The Bankruptcy Abuse Prevention and Consumer Protection Act of 2005 (BAPCPA) included several revisions to the Bankruptcy Code that favored tax authorities, including the following:
If any provision of this title requires the payment of interest on a tax claim or on administrative expense tax, or the payment of interest to enable a creditor to receive the present value of the allowed amount of a tax claim, the rate of interest shall be the rate determined under applicable nonbankruptcy law.
In a cramdown situation, typically a secured claim is entitled to receive payments with a present value equal to the claim. Prior to BAPCPA debtors often proposed to use the standard market or risk-based rate for determining the present value of tax claims. After BAPCPA they are required to use the rate that would be applicable in a nonbankruptcy situation – which is usually substantially higher than the standard rate.
In this case the applicable state statute provided that interest of % per month and a penalty of ½% per month is added to overdue taxes. Further:
For purposes of any claim in a bankruptcy proceeding pertaining to delinquent property taxes, the assessment of penalties pursuant to this section constitutes the assessment of interest.

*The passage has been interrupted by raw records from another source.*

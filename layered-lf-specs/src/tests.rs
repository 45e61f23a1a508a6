use crate::{
    load_all_fixtures, load_fixture, run_fixture, run_harness, CheckOutcome, ExpectedFailures,
    LabelFixture, EXPECTED_FAILURES_FILE,
};
use layered_eeg::{eeg_heuristics, EegPatterns};
use layered_reports::{HeuristicSet, Polarity};
use std::path::{Path, PathBuf};

fn fixtures_dir() -> PathBuf {
    Path::new(env!("CARGO_MANIFEST_DIR")).join("fixtures")
}

fn fixture(name: &str) -> LabelFixture {
    load_fixture(&fixtures_dir().join(name)).unwrap()
}

fn heuristics() -> HeuristicSet {
    eeg_heuristics(EegPatterns::shared()).unwrap()
}

#[test]
fn test_normal_for_age_fixture() {
    let fixture = fixture("normal-for-age.toml");
    assert_eq!(fixture.title.as_deref(), Some("Normal study for age"));
    assert_eq!(
        fixture.expected("normal_interp_not_seizure"),
        Some(Polarity::Negative)
    );

    let report = run_fixture("normal-for-age.toml", &fixture, &heuristics());
    assert_eq!(report.failures().count(), 0, "{:?}", report);
}

#[test]
fn test_every_fixture_names_registered_heuristics() {
    let set = heuristics();
    let names = set.names();
    for (name, fixture) in load_all_fixtures(&fixtures_dir()).unwrap() {
        for heuristic in fixture.expect.keys() {
            assert!(
                names.contains(&heuristic.as_str()),
                "{} expects unknown heuristic {}",
                name,
                heuristic
            );
        }
    }
}

#[test]
fn test_exception_clause_is_a_known_failure() {
    let fixture = fixture("exception-clause.toml");
    let report = run_fixture("exception-clause.toml", &fixture, &heuristics());

    let failures: Vec<_> = report.failures().collect();
    assert_eq!(failures.len(), 1);
    assert_eq!(failures[0].heuristic, "findall_interp_negex_seizure");
    assert_eq!(
        failures[0].outcome,
        CheckOutcome::Mismatch {
            actual: Polarity::Negative
        }
    );
}

#[test]
fn test_fixture_suite_has_no_regressions() {
    let dir = fixtures_dir();
    let fixtures = load_all_fixtures(&dir).unwrap();
    let expected = ExpectedFailures::load(&dir.join(EXPECTED_FAILURES_FILE)).unwrap();

    let (result, output) = run_harness(&fixtures, &heuristics(), &expected);
    assert!(result.success(), "{}", output);
    assert_eq!(result.expected_failures, expected.count());
    assert_eq!(result.fixed, 0);
    assert!(result.passed > 40);
}
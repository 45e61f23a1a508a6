//! Error types for report labeling.
//!
//! Structural absence (a missing section, a nested key of the wrong shape, an
//! empty resolved text) is never an error here; it surfaces as
//! [`Polarity::Abstain`](crate::Polarity::Abstain) or an empty string.

use thiserror::Error;

/// Errors that can occur while loading or labeling reports.
#[derive(Debug, Error)]
pub enum ReportError {
    /// A named pattern failed to compile.
    #[error("invalid pattern `{name}`: {source}")]
    Pattern {
        name: String,
        #[source]
        source: regex::Error,
    },

    /// The sentence segmenter rejected the text of a document.
    #[error("sentence segmentation failed: {message}")]
    Segmentation { message: String },

    /// Error reading a document file.
    #[error("failed to load document: {path}: {message}")]
    Load { path: String, message: String },

    /// Error decoding a document from its serialized form.
    #[error("failed to parse {format} document: {message}")]
    Parse {
        format: &'static str,
        message: String,
    },
}

impl ReportError {
    pub(crate) fn pattern(name: impl Into<String>, source: regex::Error) -> Self {
        ReportError::Pattern {
            name: name.into(),
            source,
        }
    }
}

/// Result type for report operations.
pub type ReportResult<T> = Result<T, ReportError>;
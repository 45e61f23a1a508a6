//! Labeler configuration, read from TOML.
//!
//! ```toml
//! heuristics = ["abnormal_interp_negex_seizure", "seizure_section"]
//! output = "table"
//! input = "jsonl"
//! ```
//!
//! Every key is optional. An empty `heuristics` list runs everything.

use std::fs;
use std::path::Path;

use anyhow::Context;
use clap::ValueEnum;
use layered_reports::DocumentFormat;
use serde::{Deserialize, Serialize};

/// How label rows are printed.
#[derive(Debug, Clone, Copy, PartialEq, Eq, Serialize, Deserialize, ValueEnum)]
#[serde(rename_all = "lowercase")]
pub enum OutputFormat {
    /// One JSON object per document, one per line.
    Json,
    /// Aligned columns of 1 / -1 / 0.
    Table,
}

impl Default for OutputFormat {
    fn default() -> Self {
        OutputFormat::Json
    }
}

/// Input corpus format, as accepted on the command line.
#[derive(Debug, Clone, Copy, PartialEq, Eq, Serialize, Deserialize, ValueEnum)]
#[serde(rename_all = "lowercase")]
pub enum InputFormat {
    Json,
    Jsonl,
    Ron,
}

impl From<InputFormat> for DocumentFormat {
    fn from(format: InputFormat) -> Self {
        match format {
            InputFormat::Json => DocumentFormat::Json,
            InputFormat::Jsonl => DocumentFormat::JsonLines,
            InputFormat::Ron => DocumentFormat::Ron,
        }
    }
}

#[derive(Debug, Clone, Default, PartialEq, Serialize, Deserialize)]
#[serde(default, deny_unknown_fields)]
pub struct LabelerConfig {
    /// Heuristics to run, by name. Empty runs all of them.
    pub heuristics: Vec<String>,
    pub output: OutputFormat,
    /// Corpus format; inferred from the file extension when unset.
    pub input: Option<InputFormat>,
}

impl LabelerConfig {
    /// Read a config file, or the defaults when no path is given.
    pub fn load(path: Option<&Path>) -> anyhow::Result<Self> {
        let path = match path {
            Some(path) => path,
            None => return Ok(Self::default()),
        };
        let content = fs::read_to_string(path)
            .with_context(|| format!("failed to read config {}", path.display()))?;
        toml::from_str(&content).with_context(|| format!("invalid config {}", path.display()))
    }

    /// The corpus format for `input`, explicit setting first.
    pub fn document_format(&self, input: &Path) -> DocumentFormat {
        self.input
            .map(DocumentFormat::from)
            .unwrap_or_else(|| DocumentFormat::from_path(input))
    }
}
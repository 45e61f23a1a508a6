//! Sentence scoping over resolved section text.
//!
//! Segmentation itself sits behind [`SentenceSegmenter`] so that a
//! model-backed segmenter can replace the default UAX #29 rules.
//! [`SentenceScoper`] memoizes segmentation per resolved text, so several
//! heuristics reading the same section of one document segment it once.

use std::cell::RefCell;
use std::collections::HashMap;
use std::rc::Rc;

use unicode_segmentation::UnicodeSegmentation;

use crate::ReportResult;

/// Splits text into ordered, non-overlapping sentences.
///
/// Implementations must be deterministic. Errors fail the current document
/// only; see [`HeuristicSet::label_corpus`](crate::HeuristicSet::label_corpus).
pub trait SentenceSegmenter: Send + Sync {
    fn segment(&self, text: &str) -> ReportResult<Vec<String>>;
}

/// Unicode sentence boundaries (UAX #29), with surrounding whitespace trimmed.
#[derive(Debug, Clone, Copy, Default)]
pub struct UnicodeSentenceSegmenter;

impl SentenceSegmenter for UnicodeSentenceSegmenter {
    fn segment(&self, text: &str) -> ReportResult<Vec<String>> {
        Ok(text
            .split_sentence_bounds()
            .map(str::trim)
            .filter(|sentence| !sentence.is_empty())
            .map(str::to_string)
            .collect())
    }
}

/// Per-document sentence access with memoized segmentation.
///
/// A scoper is created for one document and dropped with it; it is not shared
/// across threads.
pub struct SentenceScoper<'s> {
    segmenter: &'s dyn SentenceSegmenter,
    cache: RefCell<HashMap<String, Rc<[String]>>>,
}

impl<'s> SentenceScoper<'s> {
    pub fn new(segmenter: &'s dyn SentenceSegmenter) -> Self {
        Self {
            segmenter,
            cache: RefCell::new(HashMap::new()),
        }
    }

    /// Sentences of `text`, segmenting it on first request.
    pub fn sentences(&self, text: &str) -> ReportResult<Rc<[String]>> {
        if text.trim().is_empty() {
            return Ok(Rc::from(Vec::new()));
        }
        if let Some(cached) = self.cache.borrow().get(text) {
            return Ok(Rc::clone(cached));
        }

        let sentences: Rc<[String]> = Rc::from(self.segmenter.segment(text)?);
        self.cache
            .borrow_mut()
            .insert(text.to_string(), Rc::clone(&sentences));
        Ok(sentences)
    }

    /// Whether any sentence of `text` satisfies `predicate`.
    pub fn any_sentence<P>(&self, text: &str, mut predicate: P) -> ReportResult<bool>
    where
        P: FnMut(&str) -> bool,
    {
        Ok(self.sentences(text)?.iter().any(|s| predicate(s)))
    }

    /// Number of distinct texts segmented so far.
    pub fn segmented_texts(&self) -> usize {
        self.cache.borrow().len()
    }
}
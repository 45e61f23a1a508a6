//! Sentence-scoped negation scanning.
//!
//! A section is scanned sentence by sentence. A negation cue before a seizure
//! mention ("no further seizures") or after one ("seizures were not seen")
//! negates that sentence. A sentence that mentions a seizure without either
//! pattern is an un-negated mention.
//!
//! One un-negated mention anywhere in the section outweighs any number of
//! negated ones: "The patient had a seizure. No further seizures were noted."
//! is positive. Without an un-negated mention the section is negative.
//! Negation covers the whole sentence, so an exception inside a negated
//! sentence ("no seizures except one brief event") stays negated.
//!
//! Sections that never say "abnormal" are negative without being scanned.

use std::fmt;

use layered_reports::{Polarity, ReportResult, SentenceDisplay, SentenceScoper};
use serde::{Deserialize, Serialize};

use crate::EegPatterns;

/// Negation found in one sentence.
#[derive(Debug, Clone, Copy, PartialEq, Eq, Hash, Serialize, Deserialize)]
pub enum NegationState {
    /// A cue precedes a concept mention.
    NegatedForward,
    /// A concept mention precedes a cue.
    NegatedReverse,
    None,
}

impl NegationState {
    pub fn is_negated(self) -> bool {
        !matches!(self, NegationState::None)
    }
}

/// Outcome of the "abnormal" fast gate.
#[derive(Debug, Clone, Copy, PartialEq, Eq, Serialize, Deserialize)]
pub enum ScanGate {
    /// No abnormal indicator; sentences were not examined.
    NotAbnormal,
    /// Abnormal indicator present; every sentence was examined.
    Abnormal,
}

/// Result for one sentence.
#[derive(Debug, Clone, Copy, PartialEq, Eq, Serialize, Deserialize)]
pub struct SentenceScan {
    pub negation: NegationState,
    /// Concept mentioned in a sentence with no negation.
    pub unnegated_mention: bool,
}

/// Full trace of one negation-aware classification.
#[derive(Debug, Clone, PartialEq, Serialize, Deserialize)]
pub struct NegationScan {
    pub gate: ScanGate,
    pub sentences: Vec<String>,
    /// Parallel to `sentences`.
    pub scans: Vec<SentenceScan>,
    pub polarity: Polarity,
}

impl NegationScan {
    /// Whether any sentence matched a negation pattern.
    pub fn negation_found(&self) -> bool {
        self.scans.iter().any(|s| s.negation.is_negated())
    }

    /// Whether any sentence raised the un-negated mention flag.
    pub fn unnegated_mention(&self) -> bool {
        self.scans.iter().any(|s| s.unnegated_mention)
    }
}

#[derive(Debug)]
struct ConceptMention;

impl fmt::Display for NegationScan {
    fn fmt(&self, f: &mut fmt::Formatter<'_>) -> fmt::Result {
        if self.gate == ScanGate::NotAbnormal {
            return write!(f, "(no abnormal indicator)\n=> {:?}", self.polarity);
        }

        let mut display = SentenceDisplay::new(&self.sentences);
        for (idx, scan) in self.scans.iter().enumerate() {
            if scan.negation.is_negated() {
                display.label(idx, scan.negation);
            } else if scan.unnegated_mention {
                display.label(idx, ConceptMention);
            }
        }
        write!(f, "{}\n=> {:?}", display, self.polarity)
    }
}

/// Negation-aware seizure classification over resolved section text.
#[derive(Debug, Clone, Copy)]
pub struct NegationScanner<'p> {
    patterns: &'p EegPatterns,
}

impl<'p> NegationScanner<'p> {
    pub fn new(patterns: &'p EegPatterns) -> Self {
        Self { patterns }
    }

    /// Negation state of a single sentence. Forward negation wins when both
    /// directions match.
    pub fn sentence_state(&self, sentence: &str) -> NegationState {
        if self.patterns.forward_negation().is_match(sentence) {
            NegationState::NegatedForward
        } else if self.patterns.reverse_negation().is_match(sentence) {
            NegationState::NegatedReverse
        } else {
            NegationState::None
        }
    }

    /// Scan `text` and keep the per-sentence trace.
    pub fn scan(&self, text: &str, scoper: &SentenceScoper<'_>) -> ReportResult<NegationScan> {
        if !self.patterns.is_abnormal(text) {
            tracing::debug!("no abnormal indicator; skipping negation scan");
            return Ok(NegationScan {
                gate: ScanGate::NotAbnormal,
                sentences: Vec::new(),
                scans: Vec::new(),
                polarity: Polarity::Negative,
            });
        }

        let sentences = scoper.sentences(text)?;
        let scans: Vec<SentenceScan> = sentences
            .iter()
            .map(|sentence| {
                let negation = self.sentence_state(sentence);
                let unnegated_mention =
                    !negation.is_negated() && self.patterns.mentions_concept(sentence);
                tracing::trace!(?negation, unnegated_mention, sentence = %sentence, "scanned sentence");
                SentenceScan {
                    negation,
                    unnegated_mention,
                }
            })
            .collect();

        let polarity = if scans.iter().any(|s| s.unnegated_mention) {
            Polarity::Positive
        } else {
            Polarity::Negative
        };

        let scan = NegationScan {
            gate: ScanGate::Abnormal,
            sentences: sentences.to_vec(),
            scans,
            polarity,
        };
        tracing::debug!(
            sentences = scan.sentences.len(),
            negation_found = scan.negation_found(),
            unnegated_mention = scan.unnegated_mention(),
            polarity = %scan.polarity,
            "negation scan"
        );
        Ok(scan)
    }

    /// Positive if some sentence mentions a seizure without negation,
    /// otherwise negative.
    pub fn classify_with_negation(
        &self,
        text: &str,
        scoper: &SentenceScoper<'_>,
    ) -> ReportResult<Polarity> {
        Ok(self.scan(text, scoper)?.polarity)
    }
}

Thus outside of bankruptcy delinquent property taxes accrue 12% interest and 6% penalties per year. Under the Bankruptcy Code generally post-petition penalties are not allowed. So this statute was an attempt to convert an uncollectible penalty into potentially collectible interest – resulting in an 18% as opposed to 12% interest rate.
The bankruptcy court found that this law violated the Supremacy Clause. The BAP affirmed, but on different grounds: since the penalty becomes interest only in a bankruptcy, this section of the statute was not nonbankruptcy law.
On appeal the tax authorities argued that “nonbankruptcy law” meant anything outside the Bankruptcy Code. The Sixth Circuit disagreed, finding that “applicable nonbankruptcy law” refers to “any law that is not aimed solely at bankruptcy proceedings.” Since the court reached its decision based on a statutory interpretation, it did not need to reach the arguments that the state statute violated the Supremacy or Equal Protection Clauses of the US. Constitution.
Thus, the Sixth Circuit agreed that the appropriate interest rate was 12%, not 18%.
This is certainly not the first time someone attempted to circumvent Bankruptcy Code provisions legislatively. While it seems logical that these attempts should fail, recognize that this will not always the case.
Vicki R Harding, Esq.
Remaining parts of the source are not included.